Cells throughout HVC express FOXP1, especially neurons that connect to another song-related brain region called region X. Birds treated with the inhibiting FOXP1 molecule had about half the normal amount of FOXP1 in these neurons.

Roberts and colleagues predicted that the scarcity of FOXP1 would hinder the practice and perfection stage of song learning, based on previous research. The team found that birds that heard singing before FOXP1 crashed grew up to sing typical zebra bird songs.
“It really surprised us,” says Roberts.

Therefore, the researchers turned to zebra finches that were raised in isolation without having a chance to preserve the sounds of adult birds. They injected these birds with FOXP1 inhibitor and then placed them in a cage with an adult ‘teacher’.

Repeat after me: Young zebras learn songs from adult teachers in two parts, by memorizing the songs and then practicing with them.

“It kind of was a last-ditch effort on the project,” says Roberts. “And then when we saw this huge effect.”
Birds that had a FOXP1 expression before hearing the teacher’s song grew to sing variable, disorganized songs – just like those of adult birds who did not hear adult birds’ voices during their youth.

The results indicate that FOXP1 “has a very specific effect, only on the ability to encode memories of the social model that you want to imitate,” says Roberts. The study appeared February 3 in Science Advances.

The new study does not address the role of FOXP2 in the song preservation process, says Godron Rapold, a geneticist at the University of Heidelberg in Germany who was not involved in the work. The proteins encoded by FOXP1 and FOXP2 form complexes with each other, and both interact with CNTNAP2. Future research should aim to discover how FOXP2 interacts with FOXP1 in HVC when birds form memories of the teacher’s song, Rappold and Sakata say.
Blast block:

Roberts and his team also investigated how dampened FOXP1 expression affects brain activity when birds hear a teacher’s song.

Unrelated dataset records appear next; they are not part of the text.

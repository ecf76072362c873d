//! Step execution.
//!
//! The builder decides *whether* an instruction runs (cache lookup); a
//! [`StepExecutor`] decides *how*. [`ProcessExecutor`] is the bundled
//! implementation: `COPY` is packed straight from the build context, and
//! `RUN` unpacks the base and every earlier layer into a root filesystem,
//! hands the command to an isolating wrapper (a container runtime started on
//! that root) and packs what the command changed.

use std::collections::BTreeMap;
use std::path::{Path, PathBuf};

use async_trait::async_trait;
use serde::{Deserialize, Serialize};
use tokio::process::Command;
use tracing::{debug, info};

use super::base::{BaseSource, ResolvedBase};
use super::layer::{Snapshot, pack_copy, pack_diff, unpack_into};
use super::types::BuildError;
use crate::cache::CachedLayer;
use crate::consts::SOURCE_DATE_EPOCH;
use crate::context::BuildContext;
use crate::oci::LayerCompression;
use crate::platform::Platform;
use crate::recipe::Instruction;

/// Everything an executor needs to produce one layer.
#[derive(Clone, Copy)]
pub struct StepRequest<'a> {
  pub platform: &'a Platform,
  pub base: &'a ResolvedBase,
  /// Serves the base layer blobs.
  pub source: &'a dyn BaseSource,
  /// Layers already produced for this image, bottom-most first.
  pub lower: &'a [CachedLayer],
  pub instruction: &'a Instruction,
  /// Base environment overlaid with earlier `ENV` instructions.
  pub env: &'a BTreeMap<String, String>,
  pub workdir: Option<&'a str>,
  pub context: &'a BuildContext,
}

#[async_trait]
pub trait StepExecutor: Send + Sync {
  /// Execute a layer-producing instruction and return the layer.
  async fn execute(&self, request: StepRequest<'_>) -> Result<CachedLayer, BuildError>;
}

/// How `RUN` commands are launched.
#[derive(Debug, Clone, Default, PartialEq, Eq, Serialize, Deserialize)]
#[serde(default)]
pub struct ProcessOptions {
  /// Command prefix for `RUN`, for example
  /// `["podman", "run", "--rm", "--platform", "{platform}", "--env-host",
  /// "--rootfs", "{rootfs}", "/bin/sh", "-c"]`. `{platform}`, `{base}`,
  /// `{rootfs}` and `{workdir}` are substituted; the command string is
  /// appended as the last argument. `RUN` steps are refused without one.
  pub wrapper: Option<Vec<String>>,
}

#[derive(Debug, Clone, Default)]
pub struct ProcessExecutor {
  options: ProcessOptions,
}

impl ProcessExecutor {
  pub fn new(options: ProcessOptions) -> Self {
    Self { options }
  }

  fn argv(&self, wrapper: &[String], request: &StepRequest<'_>, rootfs: &Path, command: &str) -> Vec<String> {
    let platform = request.platform.to_string();
    let base = format!("{}@{}", request.base.reference, request.base.digest);
    let rootfs = rootfs.display().to_string();
    let workdir = request.workdir.unwrap_or("/");
    let mut argv: Vec<String> = wrapper
      .iter()
      .map(|arg| {
        arg
          .replace("{platform}", &platform)
          .replace("{base}", &base)
          .replace("{rootfs}", &rootfs)
          .replace("{workdir}", workdir)
      })
      .collect();
    argv.push(command.to_string());
    argv
  }

  /// Unpack the base and every earlier layer into `root`.
  async fn materialize(&self, request: &StepRequest<'_>, root: &Path) -> Result<(), BuildError> {
    for layer in &request.base.layers {
      let data = request.source.layer(request.base, &layer.descriptor.digest).await?;
      let compression = LayerCompression::of(&layer.descriptor.media_type)?;
      let root = root.to_path_buf();
      blocking(request, move || unpack_into(&data, compression, &root)).await??;
    }
    for layer in request.lower {
      let data = layer.data.clone();
      let root = root.to_path_buf();
      blocking(request, move || unpack_into(&data, LayerCompression::Gzip, &root)).await??;
    }
    debug!(
      platform = %request.platform,
      base_layers = request.base.layers.len(),
      lower_layers = request.lower.len(),
      "materialized root filesystem"
    );
    Ok(())
  }

  async fn run(&self, request: &StepRequest<'_>, command: &str) -> Result<CachedLayer, BuildError> {
    let step_failed = |message: String| BuildError::StepFailed {
      platform: request.platform.clone(),
      step: request.instruction.describe(),
      message,
    };
    let Some(wrapper) = &self.options.wrapper else {
      return Err(BuildError::Unisolated {
        platform: request.platform.clone(),
        step: request.instruction.describe(),
      });
    };

    let rootfs = tempfile::Builder::new()
      .prefix("probeship-rootfs-")
      .tempdir()
      .map_err(|e| step_failed(format!("failed to create rootfs: {}", e)))?;
    let root: PathBuf = rootfs.path().to_path_buf();

    self.materialize(request, &root).await?;
    let snapshot_root = root.clone();
    let before = blocking(request, move || Snapshot::take(&snapshot_root)).await??;

    let argv = self.argv(wrapper, request, &root, command);
    let Some((program, args)) = argv.split_first() else {
      return Err(step_failed("wrapper command is empty".to_string()));
    };

    info!(platform = %request.platform, command = %command, "running step");

    let platform = request.platform;
    let mut cmd = Command::new(program);
    cmd
      .args(args)
      .current_dir(&root)
      .env_clear()
      .env("PATH", std::env::var("PATH").unwrap_or_default())
      .env("HOME", "/root")
      .env("LANG", "C")
      .env("LC_ALL", "C")
      .env("SOURCE_DATE_EPOCH", SOURCE_DATE_EPOCH.to_string())
      .env("ROOTFS", &root)
      .env("TARGETPLATFORM", platform.to_string())
      .env("TARGETOS", platform.os.as_str())
      .env("TARGETARCH", platform.arch.as_str())
      .env("TARGETVARIANT", platform.variant.as_deref().unwrap_or(""));
    if let Some(workdir) = request.workdir {
      cmd.env("WORKDIR", workdir);
    }
    for (key, value) in request.env {
      cmd.env(key, value);
    }

    let output = cmd
      .output()
      .await
      .map_err(|e| step_failed(format!("failed to spawn {}: {}", program, e)))?;

    if !output.status.success() {
      let stderr = String::from_utf8_lossy(&output.stderr);
      if !stderr.is_empty() {
        debug!(stderr = %stderr, "command stderr");
      }
      return Err(BuildError::CmdFailed {
        platform: platform.clone(),
        command: command.to_string(),
        code: output.status.code(),
      });
    }

    let layer = blocking(request, move || pack_diff(&root, &before)).await??;
    Ok(layer)
  }
}

/// Run filesystem work off the async workers.
async fn blocking<T, F>(request: &StepRequest<'_>, work: F) -> Result<T, BuildError>
where
  T: Send + 'static,
  F: FnOnce() -> T + Send + 'static,
{
  tokio::task::spawn_blocking(work)
    .await
    .map_err(|e| BuildError::StepFailed {
      platform: request.platform.clone(),
      step: request.instruction.describe(),
      message: e.to_string(),
    })
}

#[async_trait]
impl StepExecutor for ProcessExecutor {
  async fn execute(&self, request: StepRequest<'_>) -> Result<CachedLayer, BuildError> {
    match request.instruction {
      Instruction::Copy { source, dest } => {
        let src = request.context.path(source);
        let dest = dest.clone();
        let context = request.context.clone();
        let layer =
          blocking(&request, move || pack_copy(&src, &dest, &|name: &str| context.excludes(name))).await??;
        Ok(layer)
      }
      Instruction::Run { command } => self.run(&request, command).await,
      other => Err(BuildError::StepFailed {
        platform: request.platform.clone(),
        step: other.describe(),
        message: "instruction does not produce a layer".to_string(),
      }),
    }
  }
}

They found that the deficiency in the FOXP1 protein made the neurons that connect HVC and the X region less excited than normal, while these neurons usually become more excited when the bird is first exposed to the guru song. It also disrupted the regulation of neural activity to “bursts” – something that usually happens when birds hear the teacher’s song for the first time.

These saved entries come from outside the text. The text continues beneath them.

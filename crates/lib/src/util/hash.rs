//! Hashing utilities for build inputs and layer cache keys.
//!
//! This module provides:
//! - `ContentHash`: a full 64-character SHA-256 hash
//! - `Hashable`: hash of the canonical JSON form of a value
//! - `hash_directory()`: deterministic directory hashing
//! - `hash_file()`: single file hashing
//! - `hash_bytes()`: arbitrary byte hashing

use std::fs;
use std::io::Read;
use std::path::Path;

use serde::{Deserialize, Serialize};
use sha2::{Digest, Sha256};
use walkdir::WalkDir;

pub type HashError = serde_json::Error;

/// A full 64-character SHA-256 hash, lowercase hex.
#[derive(Debug, Clone, PartialEq, Eq, PartialOrd, Ord, Hash, Serialize, Deserialize)]
#[serde(transparent)]
pub struct ContentHash(pub String);

impl ContentHash {
  /// First `len` characters, for display.
  pub fn short(&self, len: usize) -> &str {
    &self.0[..len.min(self.0.len())]
  }
}

impl std::fmt::Display for ContentHash {
  fn fmt(&self, f: &mut std::fmt::Formatter<'_>) -> std::fmt::Result {
    write!(f, "{}", self.0)
  }
}

/// Values whose identity is the hash of their JSON serialization.
///
/// Field order follows struct declaration order and maps must be `BTreeMap`s,
/// so the serialized form (and therefore the hash) is stable.
pub trait Hashable: Serialize {
  fn compute_hash(&self) -> Result<ContentHash, HashError> {
    let serialized = serde_json::to_string(self)?;
    Ok(hash_bytes(serialized.as_bytes()))
  }
}

/// Error during directory hashing.
#[derive(Debug, thiserror::Error)]
pub enum DirHashError {
  #[error("failed to walk directory: {message}")]
  WalkDir { message: String },

  #[error("failed to read file {path}: {message}")]
  ReadFile { path: String, message: String },

  #[error("failed to read symlink {path}: {message}")]
  ReadSymlink { path: String, message: String },
}

/// Compute a deterministic hash of a directory's contents.
///
/// The hash includes:
/// - File contents and the executable bit (not timestamps or ownership)
/// - Directory structure
/// - Symlink targets
///
/// Entries are sorted by path. `exclude` names are skipped at any depth.
pub fn hash_directory(path: &Path, exclude: &[&str]) -> Result<ContentHash, DirHashError> {
  let mut entries: Vec<(String, String)> = Vec::new();

  let walker = WalkDir::new(path).sort_by_file_name().into_iter().filter_entry(|e| {
    e.file_name()
      .to_str()
      .map(|name| !exclude.contains(&name))
      .unwrap_or(true)
  });

  for entry in walker {
    let entry = entry.map_err(|e| DirHashError::WalkDir { message: e.to_string() })?;
    let entry_path = entry.path();

    let rel_path = entry_path
      .strip_prefix(path)
      .unwrap_or(entry_path)
      .to_string_lossy()
      .replace('\\', "/");

    if rel_path.is_empty() {
      continue;
    }

    let file_type = entry.file_type();
    let entry_hash = if file_type.is_file() {
      let content_hash = hash_file(entry_path)?;
      let exec = if is_executable(entry_path) { "x" } else { "-" };
      format!("F:{}:{}:{}", rel_path, exec, content_hash.0)
    } else if file_type.is_dir() {
      format!("D:{}", rel_path)
    } else if file_type.is_symlink() {
      let target = fs::read_link(entry_path).map_err(|e| DirHashError::ReadSymlink {
        path: entry_path.display().to_string(),
        message: e.to_string(),
      })?;
      let target_hash = hash_bytes(target.to_string_lossy().as_bytes());
      format!("L:{}:{}", rel_path, target_hash.0)
    } else {
      // sockets, devices, fifos
      continue;
    };

    entries.push((rel_path, entry_hash));
  }

  entries.sort_by(|a, b| a.0.cmp(&b.0));

  let mut hasher = Sha256::new();
  for (_, entry_hash) in entries {
    hasher.update(entry_hash.as_bytes());
    hasher.update(b"\n");
  }

  Ok(ContentHash(format!("{:x}", hasher.finalize())))
}

/// Hash a file's contents.
pub fn hash_file(path: &Path) -> Result<ContentHash, DirHashError> {
  let mut file = fs::File::open(path).map_err(|e| DirHashError::ReadFile {
    path: path.display().to_string(),
    message: e.to_string(),
  })?;

  let mut hasher = Sha256::new();
  let mut buffer = [0u8; 8192];

  loop {
    let bytes_read = file.read(&mut buffer).map_err(|e| DirHashError::ReadFile {
      path: path.display().to_string(),
      message: e.to_string(),
    })?;
    if bytes_read == 0 {
      break;
    }
    hasher.update(&buffer[..bytes_read]);
  }

  Ok(ContentHash(format!("{:x}", hasher.finalize())))
}

/// Hash arbitrary bytes.
pub fn hash_bytes(data: &[u8]) -> ContentHash {
  let mut hasher = Sha256::new();
  hasher.update(data);
  ContentHash(hex::encode(hasher.finalize()))
}

/// Whether any executable bit is set. Always false off Unix.
#[cfg(unix)]
pub fn is_executable(path: &Path) -> bool {
  use std::os::unix::fs::PermissionsExt;

  fs::metadata(path)
    .map(|m| m.permissions().mode() & 0o111 != 0)
    .unwrap_or(false)
}

#[cfg(not(unix))]
pub fn is_executable(_path: &Path) -> bool {
  false
}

Exposure to adult bird sounds also increases the abundance of AMPA receptors relative to NMDA receptors on HVC neurons. But this transformation did not happen to birds that were exposed to a FOXP1 inhibitor before hearing the teacher’s song.
Finally, the scarcity of FOXP1 slowed the rotation of dendritic spines, which are protrusions involved in receiving messages sent between neurons, a process known to help birds learn teacher songs.

“These are all classic and very strong links to learning and memory formation,” Roberts says, and they are all disrupted by the loss of FOXP1.

Sakata says that inhibition of FOXP1 in HVC not only affects neurons that connect to the X region. So other HVC neurons could also be important for encoding song memories, as is the case with FOXP1 in other brain circuits. For example, interference with FOXP1 in the X region also impairs song learning in zebra finches, according to other research.

Roberts plans to conduct similar experiments in other brain regions involved in song learning and song production.